Chris Hemsworth – Foto: Ansa

Super Sloth

Nessuno può farcela contro Super Sloth, non c’è storia. Il nostro eroe anni ’80 fa capitolare qualsiasi wrestler o body builder con il suo outfit e la sua risata irresistibile. Ma non dimenticate che ha una forza bruta niente male eh. E poi quando ci sono di mezzo i bambini guai a farlo arrabbiare. In Bussano alla Porta la prima a essere in pericolo è Sophie, quindi Sloth arriverebbe subito in soccorso.

Super Sloth

Super Sloth – foto: NewsCinema.it

David Harbour/Hopper

Lasciamo perdere il mitico Babbo Natale di Violent Night perché Babbo Natale è pur sempre una sorta di supereroe. Ci basta il mitico Hobbs di Stranger Things che ne ha passate di tutti i colori, tra prigioni russe, temperature sotto lo 0 e comunque ha una stazza importante che ci può offrire protezione.

David Harbour

David Harbour – Foto: Ansa

Mr. Wolf

Mr. Wolf risolve problemi, e ci riesce sempre. Quindi con lui potremmo mettere da parte la forza e la fisicità e agire con diplomazia e intelligenza per liberarsi di Bautista fuori dalla porta. Lui trova sempre le parole giuste e Tarantino lo sapeva bene quando ha scritto la sceneggiatura di Pulp Fiction.

Mr. wolf

Mr. Wolf – Foto: Google

Black Mamba

Richiamando anche un po’ di pink power possiamo contare sicuramente sulla mitica Black Mamba di Kill Bill.
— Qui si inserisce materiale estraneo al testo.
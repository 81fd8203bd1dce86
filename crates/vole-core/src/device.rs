use std::fmt;

/// Identifies the compute device a graph value lives on and, by extension,
/// the backend family the kernel compiles for.
///
/// The fuser does not execute on the device itself; it only needs device
/// identity to pick a backend and to assert that a subgraph is not mixing
/// devices.
#[derive(Debug, Clone, Copy, PartialEq, Eq, Hash)]
pub enum Device {
    Cpu,
    /// CUDA device with ordinal.
    Cuda(usize),
}

impl Device {
    pub fn is_cuda(&self) -> bool {
        matches!(self, Device::Cuda(_))
    }

    pub fn is_cpu(&self) -> bool {
        matches!(self, Device::Cpu)
    }
}

impl fmt::Display for Device {
    fn fmt(&self, f: &mut fmt::Formatter<'_>) -> fmt::Result {
        match self {
            Device::Cpu => write!(f, "cpu"),
            Device::Cuda(ordinal) => write!(f, "cuda:{}", ordinal),
        }
    }
}
use vole_core::{DType, Result};

use crate::expr::{Buf, Expr, Var};
use crate::stmt::Stmt;

// ComputeTensor — A buffer plus the statement that fills it
//
// The currency of lowerings and bindings. Either side may be empty: a
// pass-through binding (contiguous input) has a buffer but no statement; a
// null result has neither.

/// A buffer together with the loop nest computing it.
#[derive(Debug, Clone, Default)]
pub struct ComputeTensor {
    pub buf: Option<Buf>,
    pub stmt: Option<Stmt>,
}

impl ComputeTensor {
    pub fn new(buf: Buf, stmt: Stmt) -> ComputeTensor {
        ComputeTensor {
            buf: Some(buf),
            stmt: Some(stmt),
        }
    }

    /// A binding with storage but no producing statement.
    pub fn buf_only(buf: Buf) -> ComputeTensor {
        ComputeTensor {
            buf: Some(buf),
            stmt: None,
        }
    }
}

/// Fresh loop index variables `<prefix>0..<prefix>n`, dtype i64.
fn axis_vars(prefix: &str, n: usize) -> Vec<Var> {
    (0..n)
        .map(|i| Var::new(format!("{}{}", prefix, i), DType::I64))
        .collect()
}

/// Wrap `body` in loops over `axes`, outermost first, each from 0 to the
/// matching dim.
fn loop_nest(axes: &[Var], dims: &[Expr], body: Stmt) -> Stmt {
    let mut stmt = body;
    for (var, dim) in axes.iter().zip(dims.iter()).rev() {
        stmt = Stmt::loop_(var.clone(), Expr::long(0), dim.clone(), stmt);
    }
    stmt
}

/// Build a pointwise compute tensor: a buffer of `dims` and a loop nest
/// storing `body(axes)` at every position. Zero-dim tensors get a bare
/// store with no surrounding loops.
///
/// The body value is cast to `dtype` when its own dtype differs.
pub fn compute(
    name: impl Into<String>,
    dims: &[Expr],
    dtype: DType,
    body: impl FnOnce(&[Expr]) -> Result<Expr>,
) -> Result<ComputeTensor> {
    let axes = axis_vars("i", dims.len());
    let axis_exprs: Vec<Expr> = axes.iter().map(Expr::var).collect();
    let buf = Buf::new(name, dims.to_vec(), dtype);
    let mut value = body(&axis_exprs)?;
    if value.dtype() != dtype {
        value = Expr::cast(dtype, value);
    }
    let store = Stmt::store(&buf, axis_exprs, value);
    Ok(ComputeTensor::new(buf, loop_nest(&axes, dims, store)))
}

/// Build a sum-reduction compute tensor.
///
/// The buffer has `dims`; for every output position the statement first
/// stores `init(axes)`, then accumulates `body(axes, reduce_axes)` over
/// the reduction extents. The result is a block of two nests
/// (initialization and accumulation), which horizontal fusion may later
/// merge.
pub fn reduce(
    name: impl Into<String>,
    dims: &[Expr],
    dtype: DType,
    reduce_dims: &[Expr],
    init: impl FnOnce(&[Expr]) -> Result<Expr>,
    body: impl FnOnce(&[Expr], &[Expr]) -> Result<Expr>,
) -> Result<ComputeTensor> {
    let axes = axis_vars("i", dims.len());
    let reduce_axes = axis_vars("r", reduce_dims.len());
    let axis_exprs: Vec<Expr> = axes.iter().map(Expr::var).collect();
    let reduce_exprs: Vec<Expr> = reduce_axes.iter().map(Expr::var).collect();
    let buf = Buf::new(name, dims.to_vec(), dtype);

    let mut init_value = init(&axis_exprs)?;
    if init_value.dtype() != dtype {
        init_value = Expr::cast(dtype, init_value);
    }
    let init_store = Stmt::store(&buf, axis_exprs.clone(), init_value);
    let init_nest = loop_nest(&axes, dims, init_store);

    let mut term = body(&axis_exprs, &reduce_exprs)?;
    if term.dtype() != dtype {
        term = Expr::cast(dtype, term);
    }
    let acc = Expr::load(&buf, axis_exprs.clone()) + term;
    let acc_store = Stmt::store(&buf, axis_exprs, acc);
    let inner = loop_nest(&reduce_axes, reduce_dims, acc_store);
    let acc_nest = loop_nest(&axes, dims, inner);

    Ok(ComputeTensor::new(buf, Stmt::block(vec![init_nest, acc_nest])))
}
//! # vole-expr
//!
//! The tensor-expression IR of the vole fusing JIT, and the loop-nest
//! library that transforms it.
//!
//! The IR has two levels:
//! - [`Expr`] — scalar expressions: immediates, variables, loads, casts,
//!   arithmetic, compare-select, intrinsics
//! - [`Stmt`] — statements: stores, loops, blocks, conditionals, buffer
//!   allocation
//!
//! A [`ComputeTensor`] couples a [`Buf`] with the statement producing it.
//! [`LoopNest`] owns a statement tree and applies the transformations the
//! kernel schedules: simplification, inlining, conditional optimization,
//! flattening, splitting, vectorization markers, codegen preparation.
//!
//! [`SimpleIrEval`] is the in-tree interpreter backend implementing the
//! [`CodeGen`] trait; optimizing code generators (LLVM, CUDA, block) are
//! external collaborators behind the same trait.

pub mod codegen;
pub mod eval;
pub mod expr;
pub mod loopnest;
pub mod simplify;
pub mod stmt;
pub mod tensor;

pub use codegen::{BufferArg, CallArg, CodeGen};
pub use eval::SimpleIrEval;
pub use expr::{BinOp, Buf, CmpOp, Expr, ExprNode, IntrinsicOp, Var};
pub use loopnest::LoopNest;
pub use simplify::{simplify_expr, simplify_stmt};
pub use stmt::{For, LoopOptions, Stmt};
pub use tensor::{compute, reduce, ComputeTensor};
Anche se non ha a portata di mano la katana, può sferrare caldi e pugni come se non ci fosse un domani e le dimensioni in questo caso non contano. Le arti marziali contro la forza bruta vincono sempre, no?

Kill Bill

Kill Bill – Foto: NewsCinema.it

John Wick

Beh con John è facile, basta dirgli che Dave Bautista ha fatto del male al suo cane e si salvi chi può. Non c’è alcuna possibilità per l’ex wrestler.